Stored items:

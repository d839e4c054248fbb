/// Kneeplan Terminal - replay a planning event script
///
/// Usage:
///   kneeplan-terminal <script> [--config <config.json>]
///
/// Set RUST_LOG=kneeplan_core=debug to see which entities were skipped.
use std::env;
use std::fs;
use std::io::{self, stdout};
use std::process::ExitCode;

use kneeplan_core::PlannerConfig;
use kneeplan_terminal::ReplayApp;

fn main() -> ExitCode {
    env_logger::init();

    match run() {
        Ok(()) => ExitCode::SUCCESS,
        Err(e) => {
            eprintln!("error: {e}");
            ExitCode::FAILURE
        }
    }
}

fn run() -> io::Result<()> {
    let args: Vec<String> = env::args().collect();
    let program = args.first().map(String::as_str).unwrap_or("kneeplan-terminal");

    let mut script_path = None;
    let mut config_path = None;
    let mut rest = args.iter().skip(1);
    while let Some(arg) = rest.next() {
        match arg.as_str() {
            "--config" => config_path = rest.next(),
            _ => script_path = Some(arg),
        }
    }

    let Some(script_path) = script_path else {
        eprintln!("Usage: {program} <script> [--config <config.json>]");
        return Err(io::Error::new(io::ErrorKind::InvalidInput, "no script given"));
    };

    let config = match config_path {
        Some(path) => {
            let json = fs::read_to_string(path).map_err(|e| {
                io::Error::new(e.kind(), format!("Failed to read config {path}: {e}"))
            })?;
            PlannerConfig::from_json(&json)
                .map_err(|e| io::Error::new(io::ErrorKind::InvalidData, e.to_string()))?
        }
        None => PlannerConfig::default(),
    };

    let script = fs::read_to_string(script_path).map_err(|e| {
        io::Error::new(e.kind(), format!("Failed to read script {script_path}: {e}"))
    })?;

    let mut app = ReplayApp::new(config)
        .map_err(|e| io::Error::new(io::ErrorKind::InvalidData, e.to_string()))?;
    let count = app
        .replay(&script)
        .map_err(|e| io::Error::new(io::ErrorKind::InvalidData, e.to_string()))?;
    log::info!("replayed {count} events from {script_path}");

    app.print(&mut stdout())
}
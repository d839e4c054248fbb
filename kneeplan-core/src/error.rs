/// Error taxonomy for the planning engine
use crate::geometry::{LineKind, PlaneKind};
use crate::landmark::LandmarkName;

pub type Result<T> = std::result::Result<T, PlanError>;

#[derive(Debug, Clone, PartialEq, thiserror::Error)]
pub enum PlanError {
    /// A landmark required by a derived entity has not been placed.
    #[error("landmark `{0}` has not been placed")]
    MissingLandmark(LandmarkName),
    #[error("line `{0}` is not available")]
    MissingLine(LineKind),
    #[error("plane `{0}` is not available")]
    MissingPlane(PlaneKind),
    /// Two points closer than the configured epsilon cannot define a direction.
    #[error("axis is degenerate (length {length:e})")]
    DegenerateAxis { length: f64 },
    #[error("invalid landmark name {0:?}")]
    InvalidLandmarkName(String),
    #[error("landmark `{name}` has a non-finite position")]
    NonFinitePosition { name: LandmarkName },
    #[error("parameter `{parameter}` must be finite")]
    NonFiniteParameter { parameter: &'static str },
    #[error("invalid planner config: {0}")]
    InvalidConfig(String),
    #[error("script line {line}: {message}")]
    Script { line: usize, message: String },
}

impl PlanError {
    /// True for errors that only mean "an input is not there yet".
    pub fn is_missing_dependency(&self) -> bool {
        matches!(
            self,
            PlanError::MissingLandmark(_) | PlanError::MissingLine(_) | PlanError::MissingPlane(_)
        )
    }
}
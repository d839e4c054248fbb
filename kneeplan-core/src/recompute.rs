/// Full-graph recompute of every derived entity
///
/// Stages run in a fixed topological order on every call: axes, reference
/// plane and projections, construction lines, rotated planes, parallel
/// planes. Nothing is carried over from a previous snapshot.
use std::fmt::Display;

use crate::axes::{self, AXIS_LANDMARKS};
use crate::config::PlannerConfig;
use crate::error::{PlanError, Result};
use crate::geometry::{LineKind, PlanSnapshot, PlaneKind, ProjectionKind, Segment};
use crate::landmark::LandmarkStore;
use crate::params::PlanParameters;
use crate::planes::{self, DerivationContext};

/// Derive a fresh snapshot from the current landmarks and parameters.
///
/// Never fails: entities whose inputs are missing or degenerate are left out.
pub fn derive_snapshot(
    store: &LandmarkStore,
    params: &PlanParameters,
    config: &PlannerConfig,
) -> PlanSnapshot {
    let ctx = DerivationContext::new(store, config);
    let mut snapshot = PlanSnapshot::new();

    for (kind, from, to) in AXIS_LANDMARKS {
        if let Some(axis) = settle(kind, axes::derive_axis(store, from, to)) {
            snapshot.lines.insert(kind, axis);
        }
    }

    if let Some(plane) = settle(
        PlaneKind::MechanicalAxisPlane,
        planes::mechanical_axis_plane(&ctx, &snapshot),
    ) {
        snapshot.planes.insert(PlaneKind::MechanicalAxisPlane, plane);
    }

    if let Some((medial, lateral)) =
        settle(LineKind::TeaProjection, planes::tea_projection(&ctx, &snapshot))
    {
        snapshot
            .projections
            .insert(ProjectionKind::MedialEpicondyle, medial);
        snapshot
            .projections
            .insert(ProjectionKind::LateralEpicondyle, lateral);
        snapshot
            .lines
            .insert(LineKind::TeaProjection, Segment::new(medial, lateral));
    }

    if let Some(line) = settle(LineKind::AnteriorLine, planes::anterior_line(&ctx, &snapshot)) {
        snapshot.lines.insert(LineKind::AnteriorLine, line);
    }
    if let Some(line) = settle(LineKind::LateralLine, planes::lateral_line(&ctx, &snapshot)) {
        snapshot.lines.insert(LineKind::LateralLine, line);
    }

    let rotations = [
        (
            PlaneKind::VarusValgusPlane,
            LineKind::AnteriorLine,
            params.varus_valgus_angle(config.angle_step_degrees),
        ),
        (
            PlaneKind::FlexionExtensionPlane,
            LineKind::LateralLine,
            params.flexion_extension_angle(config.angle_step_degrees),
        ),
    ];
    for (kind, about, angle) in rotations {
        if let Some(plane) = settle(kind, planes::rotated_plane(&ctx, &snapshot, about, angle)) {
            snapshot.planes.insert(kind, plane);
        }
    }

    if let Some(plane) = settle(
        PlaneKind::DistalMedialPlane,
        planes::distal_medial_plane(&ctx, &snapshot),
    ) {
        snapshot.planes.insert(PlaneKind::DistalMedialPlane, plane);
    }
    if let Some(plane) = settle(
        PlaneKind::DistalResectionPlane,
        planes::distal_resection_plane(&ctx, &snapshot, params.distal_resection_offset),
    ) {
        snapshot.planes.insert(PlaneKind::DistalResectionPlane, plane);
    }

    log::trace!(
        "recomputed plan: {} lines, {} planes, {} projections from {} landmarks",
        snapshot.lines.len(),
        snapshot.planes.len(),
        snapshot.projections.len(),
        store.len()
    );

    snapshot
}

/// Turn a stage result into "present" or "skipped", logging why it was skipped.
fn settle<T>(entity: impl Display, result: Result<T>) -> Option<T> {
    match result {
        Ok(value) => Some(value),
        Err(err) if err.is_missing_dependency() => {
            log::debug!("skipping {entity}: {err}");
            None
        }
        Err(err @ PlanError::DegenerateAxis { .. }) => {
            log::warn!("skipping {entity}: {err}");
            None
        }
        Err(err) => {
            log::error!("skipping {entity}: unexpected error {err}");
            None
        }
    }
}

* PROBLEM STATEMENT
Your response should consist of the records, printed exactly.

* OUTPUT FOR THIS TASK
repository d839e4c054248fbb
/// Kneeplan Terminal - replay a planning event script
///
/// Usage:
///   kneeplan-terminal <script> [--config <config.json>]
///
/// Set RUST_LOG=kneeplan_core=debug to see which entities were skipped.
use std::env;
use std::fs;
use std::io::{self, stdout};
use std::process::ExitCode;

use kneeplan_core::PlannerConfig;
use kneeplan_terminal::ReplayApp;

fn main() -> ExitCode {
    env_logger::init();

    match run() {
        Ok(()) => ExitCode::SUCCESS,
        Err(e) => {
            eprintln!("error: {e}");
            ExitCode::FAILURE
        }
    }
}

fn run() -> io::Result<()> {
    let args: Vec<String> = env::args().collect();
    let program = args.first().map(String::as_str).unwrap_or("kneeplan-terminal");

    let mut script_path = None;
    let mut config_path = None;
    let mut rest = args.iter().skip(1);
    while let Some(arg) = rest.next() {
        match arg.as_str() {
            "--config" => config_path = rest.next(),
            _ => script_path = Some(arg),
        }
    }

    let Some(script_path) = script_path else {
        eprintln!("Usage: {program} <script> [--config <config.json>]");
        return Err(io::Error::new(io::ErrorKind::InvalidInput, "no script given"));
    };

    let config = match config_path {
        Some(path) => {
            let json = fs::read_to_string(path).map_err(|e| {
                io::Error::new(e.kind(), format!("Failed to read config {path}: {e}"))
            })?;
            PlannerConfig::from_json(&json)
                .map_err(|e| io::Error::new(io::ErrorKind::InvalidData, e.to_string()))?
        }
        None => PlannerConfig::default(),
    };

    let script = fs::read_to_string(script_path).map_err(|e| {
        io::Error::new(e.kind(), format!("Failed to read script {script_path}: {e}"))
    })?;

    let mut app = ReplayApp::new(config)
        .map_err(|e| io::Error::new(io::ErrorKind::InvalidData, e.to_string()))?;
    let count = app
        .replay(&script)
        .map_err(|e| io::Error::new(io::ErrorKind::InvalidData, e.to_string()))?;
    log::info!("replayed {count} events from {script_path}");

    app.print(&mut stdout())
}
repository d839e4c054248fbb
filename kneeplan-core/src/error.rs
/// Error taxonomy for the planning engine
use crate::geometry::{LineKind, PlaneKind};
use crate::landmark::LandmarkName;

pub type Result<T> = std::result::Result<T, PlanError>;

#[derive(Debug, Clone, PartialEq, thiserror::Error)]
pub enum PlanError {
    /// A landmark required by a derived entity has not been placed.
    #[error("landmark `{0}` has not been placed")]
    MissingLandmark(LandmarkName),
    #[error("line `{0}` is not available")]
    MissingLine(LineKind),
    #[error("plane `{0}` is not available")]
    MissingPlane(PlaneKind),
    /// Two points closer than the configured epsilon cannot define a direction.
    #[error("axis is degenerate (length {length:e})")]
    DegenerateAxis { length: f64 },
    #[error("invalid landmark name {0:?}")]
    InvalidLandmarkName(String),
    #[error("landmark `{name}` has a non-finite position")]
    NonFinitePosition { name: LandmarkName },
    #[error("parameter `{parameter}` must be finite")]
    NonFiniteParameter { parameter: &'static str },
    #[error("invalid planner config: {0}")]
    InvalidConfig(String),
    #[error("script line {line}: {message}")]
    Script { line: usize, message: String },
}

impl PlanError {
    /// True for errors that only mean "an input is not there yet".
    pub fn is_missing_dependency(&self) -> bool {
        matches!(
            self,
            PlanError::MissingLandmark(_) | PlanError::MissingLine(_) | PlanError::MissingPlane(_)
        )
    }
}
repository d839e4c054248fbb
filename kneeplan-core/src/recompute.rs
/// Full-graph recompute of every derived entity
///
/// Stages run in a fixed topological order on every call: axes, reference
/// plane and projections, construction lines, rotated planes, parallel
/// planes. Nothing is carried over from a previous snapshot.
use std::fmt::Display;

use crate::axes::{self, AXIS_LANDMARKS};
use crate::config::PlannerConfig;
use crate::error::{PlanError, Result};
use crate::geometry::{LineKind, PlanSnapshot, PlaneKind, ProjectionKind, Segment};
use crate::landmark::LandmarkStore;
use crate::params::PlanParameters;
use crate::planes::{self, DerivationContext};

/// Derive a fresh snapshot from the current landmarks and parameters.
///
/// Never fails: entities whose inputs are missing or degenerate are left out.
pub fn derive_snapshot(
    store: &LandmarkStore,
    params: &PlanParameters,
    config: &PlannerConfig,
) -> PlanSnapshot {
    let ctx = DerivationContext::new(store, config);
    let mut snapshot = PlanSnapshot::new();

    for (kind, from, to) in AXIS_LANDMARKS {
        if let Some(axis) = settle(kind, axes::derive_axis(store, from, to)) {
            snapshot.lines.insert(kind, axis);
        }
    }

    if let Some(plane) = settle(
        PlaneKind::MechanicalAxisPlane,
        planes::mechanical_axis_plane(&ctx, &snapshot),
    ) {
        snapshot.planes.insert(PlaneKind::MechanicalAxisPlane, plane);
    }

    if let Some((medial, lateral)) =
        settle(LineKind::TeaProjection, planes::tea_projection(&ctx, &snapshot))
    {
        snapshot
            .projections
            .insert(ProjectionKind::MedialEpicondyle, medial);
        snapshot
            .projections
            .insert(ProjectionKind::LateralEpicondyle, lateral);
        snapshot
            .lines
            .insert(LineKind::TeaProjection, Segment::new(medial, lateral));
    }

    if let Some(line) = settle(LineKind::AnteriorLine, planes::anterior_line(&ctx, &snapshot)) {
        snapshot.lines.insert(LineKind::AnteriorLine, line);
    }
    if let Some(line) = settle(LineKind::LateralLine, planes::lateral_line(&ctx, &snapshot)) {
        snapshot.lines.insert(LineKind::LateralLine, line);
    }

    let rotations = [
        (
            PlaneKind::VarusValgusPlane,
            LineKind::AnteriorLine,
            params.varus_valgus_angle(config.angle_step_degrees),
        ),
        (
            PlaneKind::FlexionExtensionPlane,
            LineKind::LateralLine,
            params.flexion_extension_angle(config.angle_step_degrees),
        ),
    ];
    for (kind, about, angle) in rotations {
        if let Some(plane) = settle(kind, planes::rotated_plane(&ctx, &snapshot, about, angle)) {
            snapshot.planes.insert(kind, plane);
        }
    }

    if let Some(plane) = settle(
        PlaneKind::DistalMedialPlane,
        planes::distal_medial_plane(&ctx, &snapshot),
    ) {
        snapshot.planes.insert(PlaneKind::DistalMedialPlane, plane);
    }
    if let Some(plane) = settle(
        PlaneKind::DistalResectionPlane,
        planes::distal_resection_plane(&ctx, &snapshot, params.distal_resection_offset),
    ) {
        snapshot.planes.insert(PlaneKind::DistalResectionPlane, plane);
    }

    log::trace!(
        "recomputed plan: {} lines, {} planes, {} projections from {} landmarks",
        snapshot.lines.len(),
        snapshot.planes.len(),
        snapshot.projections.len(),
        store.len()
    );

    snapshot
}

/// Turn a stage result into "present" or "skipped", logging why it was skipped.
fn settle<T>(entity: impl Display, result: Result<T>) -> Option<T> {
    match result {
        Ok(value) => Some(value),
        Err(err) if err.is_missing_dependency() => {
            log::debug!("skipping {entity}: {err}");
            None
        }
        Err(err @ PlanError::DegenerateAxis { .. }) => {
            log::warn!("skipping {entity}: {err}");
            None
        }
        Err(err) => {
            log::error!("skipping {entity}: unexpected error {err}");
            None
        }
    }
}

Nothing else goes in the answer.